Donne's work rarely pierces the modern cultural bubble, but there was a remarkable film from 2001 in which his work figured prominently: Wit, starring Emma Thompson and directed by Mike Nichols, is an adaptation of a Pulitzer Prize-winning play by Margaret Edson. (Read a stimulating conversation about the play between Ms. Edson and Jim Leher here.) I'll say no more about the movie now except that it's brilliant.
In The Triple Fool, Donne calls himself a fool for loving and then again for writing about it in poetry. Well, perhaps that's not so bad: he tames his grief in verse. Maybe that's an example of art serving as the guardian of sorrow, as I wrote the other day.
But then, to make things worse, Donne complains that someone sets his poetry to music! His grief is set free and amplified for all to hear.
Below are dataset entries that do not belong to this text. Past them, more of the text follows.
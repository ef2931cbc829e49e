use std::time::Duration;

use futures::{SinkExt, StreamExt};
use serde_json::{Value, json};
use tokio::net::TcpListener;
use tokio::time::timeout;
use tokio_tungstenite::tungstenite;
use tokio_tungstenite::{MaybeTlsStream, WebSocketStream};

use crate::routes;
use crate::services::auth::test_tokens;
use crate::state::AppState;
use crate::state::test_helpers::{TEST_JWT_SECRET, test_state};

type WsClient = WebSocketStream<MaybeTlsStream<tokio::net::TcpStream>>;

async fn spawn_server(state: AppState) -> String {
    let app = routes::app(state);
    let listener = TcpListener::bind("127.0.0.1:0").await.expect("bind");
    let addr = listener.local_addr().expect("addr");
    tokio::spawn(async move {
        axum::serve(listener, app).await.expect("serve");
    });
    format!("ws://{addr}/ws/fleet")
}

async fn connect(url: &str) -> WsClient {
    let (ws, _response) = tokio_tungstenite::connect_async(url).await.expect("connect");
    ws
}

async fn next_json(ws: &mut WsClient) -> Value {
    loop {
        let msg = timeout(Duration::from_secs(2), ws.next())
            .await
            .expect("timed out")
            .expect("stream ended")
            .expect("ws error");
        if let tungstenite::Message::Text(text) = msg {
            return serde_json::from_str(text.as_str()).expect("json");
        }
    }
}

async fn send_json(ws: &mut WsClient, value: &Value) {
    ws.send(tungstenite::Message::Text(value.to_string().into())).await.expect("send");
}

#[tokio::test]
async fn upgrade_requires_a_token() {
    let (state, _repo) = test_state();
    let url = spawn_server(state).await;

    let err = tokio_tungstenite::connect_async(&url).await.expect_err("should reject");
    let tungstenite::Error::Http(response) = err else {
        panic!("expected HTTP rejection, got {err:?}");
    };
    assert_eq!(response.status(), 401);
}

#[tokio::test]
async fn upgrade_rejects_a_bad_token() {
    let (state, repo) = test_state();
    repo.add_user(1, "ADMIN");
    let url = spawn_server(state).await;

    let token = test_tokens::access(b"wrong-secret", 1, "ADMIN");
    let err = tokio_tungstenite::connect_async(format!("{url}?token={token}"))
        .await
        .expect_err("should reject");
    let tungstenite::Error::Http(response) = err else {
        panic!("expected HTTP rejection, got {err:?}");
    };
    assert_eq!(response.status(), 401);
}

#[tokio::test]
async fn greets_then_routes_actions() {
    let (state, repo) = test_state();
    repo.add_user(1, "ADMIN");
    let url = spawn_server(state).await;

    let token = test_tokens::access(TEST_JWT_SECRET, 1, "ADMIN");
    let mut ws = connect(&format!("{url}?token={token}")).await;

    let greeting = next_json(&mut ws).await;
    assert_eq!(greeting["action"], "connected");
    assert_eq!(greeting["user_id"], 1);
    assert_eq!(greeting["role"], "ADMIN");

    send_json(&mut ws, &json!({"action": "nope"})).await;
    assert_eq!(next_json(&mut ws).await["error"], "Unknown action: nope");

    send_json(&mut ws, &json!({"action": "list_stations"})).await;
    let reply = next_json(&mut ws).await;
    assert_eq!(reply["action"], "list_stations_response");
    assert_eq!(reply["stations"], json!([]));
}

#[tokio::test]
async fn location_reports_fan_out_to_dispatchers() {
    let (state, repo) = test_state();
    repo.add_user(1, "DISPATCHER");
    repo.add_user(5, "RESPONDER");
    repo.add_vehicle(7);
    let url = spawn_server(state).await;

    let dispatcher_token = test_tokens::access(TEST_JWT_SECRET, 1, "DISPATCHER");
    let mut dispatcher = connect(&format!("{url}?token={dispatcher_token}")).await;
    assert_eq!(next_json(&mut dispatcher).await["action"], "connected");

    let responder_token = test_tokens::access(TEST_JWT_SECRET, 5, "RESPONDER");
    let mut responder = connect(&format!("{url}?token={responder_token}")).await;
    assert_eq!(next_json(&mut responder).await["action"], "connected");

    send_json(
        &mut responder,
        &json!({"action": "update_unit_location", "vehicle_id": 7, "lat": 40.75, "lng": -73.98}),
    )
    .await;

    // Responder sees their own confirmation; the dispatcher connection sees
    // the role-group broadcast.
    let confirmation = next_json(&mut responder).await;
    assert_eq!(confirmation["action"], "update_unit_location_response");

    let update = next_json(&mut dispatcher).await;
    assert_eq!(update["action"], "vehicle_location_update");
    assert_eq!(update["vehicle_id"], 7);
    assert_eq!(update["lat"], 40.75);
}

#[tokio::test]
async fn responder_cannot_list_incidents() {
    let (state, repo) = test_state();
    repo.add_user(5, "RESPONDER");
    let url = spawn_server(state).await;

    let token = test_tokens::access(TEST_JWT_SECRET, 5, "RESPONDER");
    let mut ws = connect(&format!("{url}?token={token}")).await;
    assert_eq!(next_json(&mut ws).await["action"], "connected");

    send_json(&mut ws, &json!({"action": "list_incidents"})).await;
    let reply = next_json(&mut ws).await;
    assert_eq!(reply["action"], "error");
    assert_eq!(reply["message"], "Unauthorized");
}

#[tokio::test]
async fn disconnect_clears_group_memberships() {
    let (state, repo) = test_state();
    repo.add_user(1, "ADMIN");
    repo.add_vehicle(7);
    let url = spawn_server(state.clone()).await;

    let token = test_tokens::access(TEST_JWT_SECRET, 1, "ADMIN");
    let mut ws = connect(&format!("{url}?token={token}")).await;
    assert_eq!(next_json(&mut ws).await["action"], "connected");

    send_json(&mut ws, &json!({"action": "subscribe_vehicle", "vehicle_id": 7})).await;
    assert_eq!(next_json(&mut ws).await["action"], "vehicle_subscribed");
    assert!(state.fabric.tracked_groups().await >= 4);

    ws.close(None).await.expect("close");
    drop(ws);

    // Cleanup is asynchronous; poll until the fabric is empty.
    let deadline = tokio::time::Instant::now() + Duration::from_secs(2);
    while state.fabric.tracked_groups().await > 0 {
        assert!(tokio::time::Instant::now() < deadline, "memberships not cleaned up");
        tokio::time::sleep(Duration::from_millis(10)).await;
    }
}
//! Road route lookup via an OSRM-compatible HTTP service.
//!
//! DESIGN
//! ======
//! One trait, one production implementation. The trait exists so the route
//! streamer can be driven with canned routes in tests instead of a live
//! routing server. OSRM speaks GeoJSON, which orders coordinates
//! `[lng, lat]` — the flip happens here and nowhere else.

use async_trait::async_trait;
use tracing::debug;

use crate::protocol::LatLng;

/// Public OSRM demo server. Production deployments point `OSRM_BASE_URL` at
/// their own instance.
pub const DEFAULT_OSRM_BASE_URL: &str = "https://router.project-osrm.org";

#[derive(Debug, thiserror::Error)]
pub enum ProviderError {
    #[error("route request failed: {0}")]
    Http(#[from] reqwest::Error),
    #[error("malformed route response")]
    MalformedResponse,
}

/// Turns an origin/destination pair into an ordered list of waypoints.
#[async_trait]
pub trait RouteProvider: Send + Sync {
    async fn fetch_route(&self, start: LatLng, end: LatLng) -> Result<Vec<LatLng>, ProviderError>;
}

pub struct OsrmRouteProvider {
    http: reqwest::Client,
    base_url: String,
}

impl OsrmRouteProvider {
    #[must_use]
    pub fn new(base_url: impl Into<String>) -> Self {
        Self { http: reqwest::Client::new(), base_url: base_url.into() }
    }
}

#[async_trait]
impl RouteProvider for OsrmRouteProvider {
    async fn fetch_route(&self, start: LatLng, end: LatLng) -> Result<Vec<LatLng>, ProviderError> {
        let url = format!(
            "{}/route/v1/driving/{},{};{},{}?overview=full&geometries=geojson",
            self.base_url, start.lng, start.lat, end.lng, end.lat
        );
        debug!(%url, "fetching route");

        let body: serde_json::Value = self.http.get(&url).send().await?.error_for_status()?.json().await?;
        parse_route(&body)
    }
}

/// Extract the waypoint sequence from an OSRM response body, flipping each
/// GeoJSON `[lng, lat]` pair into a `LatLng`.
fn parse_route(body: &serde_json::Value) -> Result<Vec<LatLng>, ProviderError> {
    let coordinates = body
        .get("routes")
        .and_then(|routes| routes.get(0))
        .and_then(|route| route.get("geometry"))
        .and_then(|geometry| geometry.get("coordinates"))
        .and_then(serde_json::Value::as_array)
        .ok_or(ProviderError::MalformedResponse)?;

    coordinates
        .iter()
        .map(|pair| {
            let lng = pair.get(0).and_then(serde_json::Value::as_f64);
            let lat = pair.get(1).and_then(serde_json::Value::as_f64);
            match (lat, lng) {
                (Some(lat), Some(lng)) => Ok(LatLng::new(lat, lng)),
                _ => Err(ProviderError::MalformedResponse),
            }
        })
        .collect()
}

#[cfg(test)]
#[path = "routing_test.rs"]
mod tests;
He becomes a fool for the third time!
Here's the complete poem, taken from the Poems of John Donne, Vol. 1, edited by E. K. Chambers (London: Lawrence & Bullen, 1896):
The Triple Fool
I am two fools, I know,    For loving, and for saying so
        In whining poetry ;
But where's that wise man, that would not be I,
        If she would not deny ?
Then as th' earth's inward narrow crooked lanes
    Do purge sea water's fretful salt away,
I thought, if I could draw my pains
    Through rhyme's vexation, I should them allay.
Grief brought to numbers cannot be so fierce,
For he tames it, that fetters it in verse.
    But when I have done so,
    Some man, his art and voice to show,
        Doth set and sing my pain ;
And, by delighting many, frees again
        Grief, which verse did restrain.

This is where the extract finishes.